▶ How to complete this task: From the entries below, copy out all lines holding "section".

▶ The records:
===

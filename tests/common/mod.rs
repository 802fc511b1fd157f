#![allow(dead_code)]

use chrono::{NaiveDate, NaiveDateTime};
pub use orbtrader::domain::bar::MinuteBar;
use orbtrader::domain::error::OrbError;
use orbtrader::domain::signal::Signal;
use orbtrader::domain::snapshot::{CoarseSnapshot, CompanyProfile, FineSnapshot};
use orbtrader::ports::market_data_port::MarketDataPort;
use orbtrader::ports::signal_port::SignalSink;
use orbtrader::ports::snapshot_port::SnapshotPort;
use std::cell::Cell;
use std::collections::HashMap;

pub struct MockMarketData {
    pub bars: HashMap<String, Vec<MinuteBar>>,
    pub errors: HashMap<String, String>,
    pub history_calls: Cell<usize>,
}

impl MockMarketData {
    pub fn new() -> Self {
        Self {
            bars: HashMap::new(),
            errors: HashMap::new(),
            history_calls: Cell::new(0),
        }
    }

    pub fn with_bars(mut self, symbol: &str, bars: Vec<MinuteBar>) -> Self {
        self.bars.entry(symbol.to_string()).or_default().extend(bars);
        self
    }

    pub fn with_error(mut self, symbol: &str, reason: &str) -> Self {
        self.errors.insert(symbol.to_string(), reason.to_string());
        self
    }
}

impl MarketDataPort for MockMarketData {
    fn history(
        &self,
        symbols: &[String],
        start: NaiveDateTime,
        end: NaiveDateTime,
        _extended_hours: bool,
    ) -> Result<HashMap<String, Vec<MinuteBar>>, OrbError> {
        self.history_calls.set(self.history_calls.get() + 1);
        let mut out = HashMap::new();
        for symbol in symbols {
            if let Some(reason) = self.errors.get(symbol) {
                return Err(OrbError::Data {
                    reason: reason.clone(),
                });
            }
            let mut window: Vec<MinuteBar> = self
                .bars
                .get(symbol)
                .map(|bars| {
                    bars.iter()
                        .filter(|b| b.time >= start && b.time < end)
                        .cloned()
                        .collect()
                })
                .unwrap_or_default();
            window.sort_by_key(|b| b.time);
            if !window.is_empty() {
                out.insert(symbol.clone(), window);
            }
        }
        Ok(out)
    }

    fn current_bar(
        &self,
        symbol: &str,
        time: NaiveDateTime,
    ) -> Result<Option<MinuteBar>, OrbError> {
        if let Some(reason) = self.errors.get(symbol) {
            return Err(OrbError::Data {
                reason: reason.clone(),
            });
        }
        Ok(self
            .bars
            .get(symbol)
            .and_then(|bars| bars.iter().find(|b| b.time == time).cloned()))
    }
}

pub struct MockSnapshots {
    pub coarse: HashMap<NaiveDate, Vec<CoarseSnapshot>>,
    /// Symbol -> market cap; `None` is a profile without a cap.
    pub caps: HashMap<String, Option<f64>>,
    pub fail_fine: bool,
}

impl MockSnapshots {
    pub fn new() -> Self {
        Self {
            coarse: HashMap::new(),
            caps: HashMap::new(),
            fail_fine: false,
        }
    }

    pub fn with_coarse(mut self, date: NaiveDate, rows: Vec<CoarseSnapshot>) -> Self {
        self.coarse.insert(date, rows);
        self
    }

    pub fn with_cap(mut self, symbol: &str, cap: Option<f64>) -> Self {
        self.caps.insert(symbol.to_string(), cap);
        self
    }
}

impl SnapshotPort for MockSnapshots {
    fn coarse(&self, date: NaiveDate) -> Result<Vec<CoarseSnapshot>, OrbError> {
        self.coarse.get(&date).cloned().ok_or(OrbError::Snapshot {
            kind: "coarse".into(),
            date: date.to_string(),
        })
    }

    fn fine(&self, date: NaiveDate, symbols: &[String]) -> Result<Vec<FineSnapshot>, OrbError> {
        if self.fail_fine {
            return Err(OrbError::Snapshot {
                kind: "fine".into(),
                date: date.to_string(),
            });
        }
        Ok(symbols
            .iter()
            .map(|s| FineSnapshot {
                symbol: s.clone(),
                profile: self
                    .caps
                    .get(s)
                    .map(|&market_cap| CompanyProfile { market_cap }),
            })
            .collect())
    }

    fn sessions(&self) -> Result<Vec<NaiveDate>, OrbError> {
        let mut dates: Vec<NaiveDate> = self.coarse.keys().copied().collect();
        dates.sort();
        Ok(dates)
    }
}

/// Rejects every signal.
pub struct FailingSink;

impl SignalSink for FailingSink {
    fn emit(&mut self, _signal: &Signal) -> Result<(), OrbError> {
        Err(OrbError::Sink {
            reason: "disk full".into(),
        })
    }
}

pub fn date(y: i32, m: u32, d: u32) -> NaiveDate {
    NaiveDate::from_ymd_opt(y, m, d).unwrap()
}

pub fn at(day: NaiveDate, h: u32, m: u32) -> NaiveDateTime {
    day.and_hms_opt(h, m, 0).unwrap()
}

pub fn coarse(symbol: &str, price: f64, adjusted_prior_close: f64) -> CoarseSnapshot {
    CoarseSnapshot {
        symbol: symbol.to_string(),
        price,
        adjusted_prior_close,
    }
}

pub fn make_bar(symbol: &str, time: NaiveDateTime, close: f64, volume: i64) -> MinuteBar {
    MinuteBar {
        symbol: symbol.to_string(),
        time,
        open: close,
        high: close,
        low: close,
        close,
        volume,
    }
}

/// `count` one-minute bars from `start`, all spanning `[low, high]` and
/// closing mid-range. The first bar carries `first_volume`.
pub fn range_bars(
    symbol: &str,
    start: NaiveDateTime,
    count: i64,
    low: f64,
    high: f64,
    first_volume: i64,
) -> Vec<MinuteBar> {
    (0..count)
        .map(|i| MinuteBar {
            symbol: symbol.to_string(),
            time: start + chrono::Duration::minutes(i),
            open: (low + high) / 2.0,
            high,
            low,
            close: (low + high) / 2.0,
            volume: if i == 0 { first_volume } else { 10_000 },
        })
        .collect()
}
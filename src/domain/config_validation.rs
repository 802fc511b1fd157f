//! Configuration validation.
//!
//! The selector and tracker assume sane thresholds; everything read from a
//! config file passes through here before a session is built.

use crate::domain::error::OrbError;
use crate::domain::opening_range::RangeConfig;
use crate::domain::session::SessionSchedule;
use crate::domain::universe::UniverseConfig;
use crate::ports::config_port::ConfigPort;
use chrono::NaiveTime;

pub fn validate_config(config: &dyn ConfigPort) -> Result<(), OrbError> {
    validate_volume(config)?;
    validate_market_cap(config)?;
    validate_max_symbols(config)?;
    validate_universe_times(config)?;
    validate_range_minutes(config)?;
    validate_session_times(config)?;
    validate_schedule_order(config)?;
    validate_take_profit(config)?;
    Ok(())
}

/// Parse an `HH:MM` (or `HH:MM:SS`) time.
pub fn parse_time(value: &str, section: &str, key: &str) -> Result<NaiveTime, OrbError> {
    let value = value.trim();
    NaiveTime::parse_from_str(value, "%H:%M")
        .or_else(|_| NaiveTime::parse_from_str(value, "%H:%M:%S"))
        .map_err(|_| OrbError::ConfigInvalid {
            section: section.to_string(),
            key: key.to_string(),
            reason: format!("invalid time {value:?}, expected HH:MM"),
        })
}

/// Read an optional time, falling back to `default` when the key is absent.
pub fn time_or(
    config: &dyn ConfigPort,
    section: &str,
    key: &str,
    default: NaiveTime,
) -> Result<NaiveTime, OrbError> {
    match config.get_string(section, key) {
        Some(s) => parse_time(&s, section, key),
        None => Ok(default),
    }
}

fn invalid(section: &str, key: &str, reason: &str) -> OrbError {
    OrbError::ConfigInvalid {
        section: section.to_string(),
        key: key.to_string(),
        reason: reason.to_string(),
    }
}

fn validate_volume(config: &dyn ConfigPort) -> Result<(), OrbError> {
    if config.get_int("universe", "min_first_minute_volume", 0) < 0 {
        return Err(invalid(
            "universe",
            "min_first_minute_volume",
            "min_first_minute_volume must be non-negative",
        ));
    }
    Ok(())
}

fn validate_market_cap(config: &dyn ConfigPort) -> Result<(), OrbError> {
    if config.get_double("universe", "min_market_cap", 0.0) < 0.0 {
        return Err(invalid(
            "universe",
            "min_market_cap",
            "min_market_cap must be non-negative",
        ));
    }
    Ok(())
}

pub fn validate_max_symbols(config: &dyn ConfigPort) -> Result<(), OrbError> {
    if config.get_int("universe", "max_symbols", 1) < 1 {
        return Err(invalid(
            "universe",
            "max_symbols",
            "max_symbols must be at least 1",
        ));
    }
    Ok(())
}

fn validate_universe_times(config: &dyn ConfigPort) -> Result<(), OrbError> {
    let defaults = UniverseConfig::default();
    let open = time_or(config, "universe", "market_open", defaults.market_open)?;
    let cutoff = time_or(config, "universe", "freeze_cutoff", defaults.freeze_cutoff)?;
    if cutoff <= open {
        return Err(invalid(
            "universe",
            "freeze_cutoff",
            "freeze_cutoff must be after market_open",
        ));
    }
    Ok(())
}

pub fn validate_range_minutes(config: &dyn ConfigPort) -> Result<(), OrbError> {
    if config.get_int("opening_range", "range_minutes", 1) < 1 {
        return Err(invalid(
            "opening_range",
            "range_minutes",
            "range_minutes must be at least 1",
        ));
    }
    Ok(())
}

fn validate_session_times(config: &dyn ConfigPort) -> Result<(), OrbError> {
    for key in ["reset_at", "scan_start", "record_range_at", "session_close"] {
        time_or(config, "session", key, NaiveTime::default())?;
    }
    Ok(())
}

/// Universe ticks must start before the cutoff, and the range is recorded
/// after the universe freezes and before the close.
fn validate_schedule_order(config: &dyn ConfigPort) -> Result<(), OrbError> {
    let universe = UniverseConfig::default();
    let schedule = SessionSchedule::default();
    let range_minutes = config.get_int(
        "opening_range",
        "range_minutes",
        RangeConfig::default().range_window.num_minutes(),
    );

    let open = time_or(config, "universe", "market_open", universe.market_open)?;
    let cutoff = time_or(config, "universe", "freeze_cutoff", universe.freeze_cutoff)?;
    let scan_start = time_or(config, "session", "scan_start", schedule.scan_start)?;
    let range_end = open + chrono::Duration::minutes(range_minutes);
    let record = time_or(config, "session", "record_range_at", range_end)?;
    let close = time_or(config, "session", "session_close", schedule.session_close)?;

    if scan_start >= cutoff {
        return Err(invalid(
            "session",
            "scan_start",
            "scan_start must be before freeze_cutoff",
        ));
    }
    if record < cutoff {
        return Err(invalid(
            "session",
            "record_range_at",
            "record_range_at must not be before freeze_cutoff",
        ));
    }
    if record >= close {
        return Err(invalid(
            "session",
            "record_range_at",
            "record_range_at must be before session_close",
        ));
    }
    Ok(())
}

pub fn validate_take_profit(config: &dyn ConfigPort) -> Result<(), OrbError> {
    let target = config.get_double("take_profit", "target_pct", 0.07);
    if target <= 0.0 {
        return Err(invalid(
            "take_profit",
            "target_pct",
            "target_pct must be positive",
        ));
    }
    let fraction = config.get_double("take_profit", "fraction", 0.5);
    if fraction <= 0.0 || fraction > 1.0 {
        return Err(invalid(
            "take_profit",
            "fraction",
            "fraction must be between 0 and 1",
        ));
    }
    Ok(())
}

===

▶ Result of this exercise:
pub fn parse_time(value: &str, section: &str, key: &str) -> Result<NaiveTime, OrbError> {
            section: section.to_string(),
    section: &str,
    match config.get_string(section, key) {
        Some(s) => parse_time(&s, section, key),
fn invalid(section: &str, key: &str, reason: &str) -> OrbError {
        section: section.to_string(),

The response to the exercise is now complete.